*GOAL OF THE EXERCISE*. These entries are to be set down again exactly.

*INFORMATION PROVIDED*.
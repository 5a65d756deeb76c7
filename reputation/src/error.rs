use thiserror::Error;

#[derive(Debug, Clone, PartialEq, Eq, Error)]
pub enum ReputationError {
    #[error("participant {0} has no reputation record")]
    UnknownParticipant(String),
}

*WORKED SOLUTION*.
repository 5a65d756deeb76c7
filename reputation/src/error.rs
use thiserror::Error;

#[derive(Debug, Clone, PartialEq, Eq, Error)]
pub enum ReputationError {
    #[error("participant {0} has no reputation record")]
    UnknownParticipant(String),
}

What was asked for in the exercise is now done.